=== Section Start ===

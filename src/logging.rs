use std::fmt::{Display, Formatter};
use std::sync::atomic::{AtomicU64, Ordering};
use std::time::{Duration, Instant};

use log::{error, info, warn, Level};
use rocket::{
    fairing::{Fairing, Info, Kind},
    http::{Status, StatusClass},
    Data, Orbit, Request, Response, Rocket,
};

use crate::config::Config;

/// Identifies one request in the logs, from first line to last.
#[derive(Debug, Copy, Clone, Eq, PartialEq, Ord, PartialOrd)]
pub struct RequestId(u64);

impl Display for RequestId {
    fn fmt(&self, f: &mut Formatter<'_>) -> std::fmt::Result {
        write!(f, "req{}", self.0)
    }
}

/// Per-request bookkeeping, created the first time anything asks for it.
#[derive(Debug)]
pub struct RequestTrace {
    pub id: RequestId,
    started: Instant,
}

impl RequestTrace {
    fn start() -> Self {
        static NEXT_ID: AtomicU64 = AtomicU64::new(1);
        Self {
            id: RequestId(NEXT_ID.fetch_add(1, Ordering::Relaxed)),
            started: Instant::now(),
        }
    }

    /// The trace of `req`.
    pub fn of<'r>(req: &'r Request<'_>) -> &'r RequestTrace {
        req.local_cache(RequestTrace::start)
    }

    pub fn elapsed(&self) -> Duration {
        self.started.elapsed()
    }
}

/// Level a finished request is reported at.
fn level_for(status: Status) -> Level {
    match status.class() {
        StatusClass::ServerError => Level::Error,
        StatusClass::ClientError => Level::Warn,
        _ => Level::Info,
    }
}

/// Logs every request to the election API, and how it was answered.
#[derive(Debug, Copy, Clone)]
pub struct LoggerFairing;

#[rocket::async_trait]
impl Fairing for LoggerFairing {
    fn info(&self) -> Info {
        Info {
            name: "Logger",
            kind: Kind::Liftoff | Kind::Request | Kind::Response | Kind::Shutdown,
        }
    }

    async fn on_liftoff(&self, rocket: &Rocket<Orbit>) {
        let config = rocket.config();
        let scheme = if config.tls_enabled() { "https" } else { "http" };
        match rocket.state::<Config>() {
            Some(election) => info!(
                "Election '{}' open on {scheme}://{}:{}",
                election.election_name(),
                config.address,
                config.port
            ),
            None => error!("Server launched without an election config"),
        }
    }

    async fn on_request(&self, req: &mut Request<'_>, _data: &mut Data<'_>) {
        let trace = RequestTrace::of(req);
        info!("->{} {} {}", trace.id, req.method(), req.uri());
    }

    async fn on_response<'r>(&self, req: &'r Request<'_>, res: &mut Response<'r>) {
        let trace = RequestTrace::of(req);
        let status = res.status();
        let route = req
            .route()
            .and_then(|route| route.name.as_deref())
            .unwrap_or("no route");
        log::log!(
            level_for(status),
            "<-{} {status} {route} ({} ms)",
            trace.id,
            trace.elapsed().as_millis()
        );
    }

    async fn on_shutdown(&self, _rocket: &Rocket<Orbit>) {
        warn!("Shutting down, all election state will be lost");
    }
}

#[cfg(test)]
mod tests {
    use super::*;

    #[test]
    fn traces_get_increasing_ids() {
        let first = RequestTrace::start();
        let second = RequestTrace::start();
        assert!(second.id > first.id);
        assert_eq!(format!("req{}", first.id.0), first.id.to_string());
    }

    #[test]
    fn failures_are_logged_louder() {
        assert_eq!(Level::Info, level_for(Status::Ok));
        assert_eq!(Level::Warn, level_for(Status::NotFound));
        assert_eq!(Level::Error, level_for(Status::InternalServerError));
    }
}
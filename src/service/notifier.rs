use std::collections::BTreeSet;
use std::sync::Arc;

use log::info;

/// Something that can deliver a message to a set of contact addresses.
///
/// Delivery is fire-and-forget: the election neither waits for nor inspects
/// the outcome.
pub trait Notifier: Send + Sync {
    fn notify(&self, recipients: &BTreeSet<String>, message: &str);
}

impl<N: Notifier + ?Sized> Notifier for Arc<N> {
    fn notify(&self, recipients: &BTreeSet<String>, message: &str) {
        (**self).notify(recipients, message)
    }
}

/// Notifier that writes every message to the log instead of delivering it.
#[derive(Debug, Clone)]
pub struct LogNotifier {
    sender: String,
}

impl LogNotifier {
    pub fn new(sender: impl Into<String>) -> Self {
        Self {
            sender: sender.into(),
        }
    }
}

impl Notifier for LogNotifier {
    fn notify(&self, recipients: &BTreeSet<String>, message: &str) {
        for recipient in recipients {
            info!("Notification from {} to {recipient}: {message}", self.sender);
        }
    }
}

#[cfg(test)]
pub use recording::RecordingNotifier;

#[cfg(test)]
mod recording {
    use std::sync::Mutex;

    use super::*;

    /// Notifier that remembers every message it was asked to deliver.
    #[derive(Debug, Default)]
    pub struct RecordingNotifier {
        sent: Mutex<Vec<(String, String)>>,
        calls: Mutex<usize>,
    }

    impl RecordingNotifier {
        /// Messages delivered to `recipient`, oldest first.
        pub fn messages_for(&self, recipient: &str) -> Vec<String> {
            self.sent
                .lock()
                .unwrap()
                .iter()
                .filter(|(to, _)| to == recipient)
                .map(|(_, message)| message.clone())
                .collect()
        }

        /// How many times `notify` was called.
        pub fn calls(&self) -> usize {
            *self.calls.lock().unwrap()
        }
    }

    impl Notifier for RecordingNotifier {
        fn notify(&self, recipients: &BTreeSet<String>, message: &str) {
            *self.calls.lock().unwrap() += 1;
            let mut sent = self.sent.lock().unwrap();
            for recipient in recipients {
                sent.push((recipient.clone(), message.to_string()));
            }
        }
    }
}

=== Section End ===

_Task to complete:_ State the number of lines in the records that hold the string "http", and add nothing.

_Answer for the task:_ 2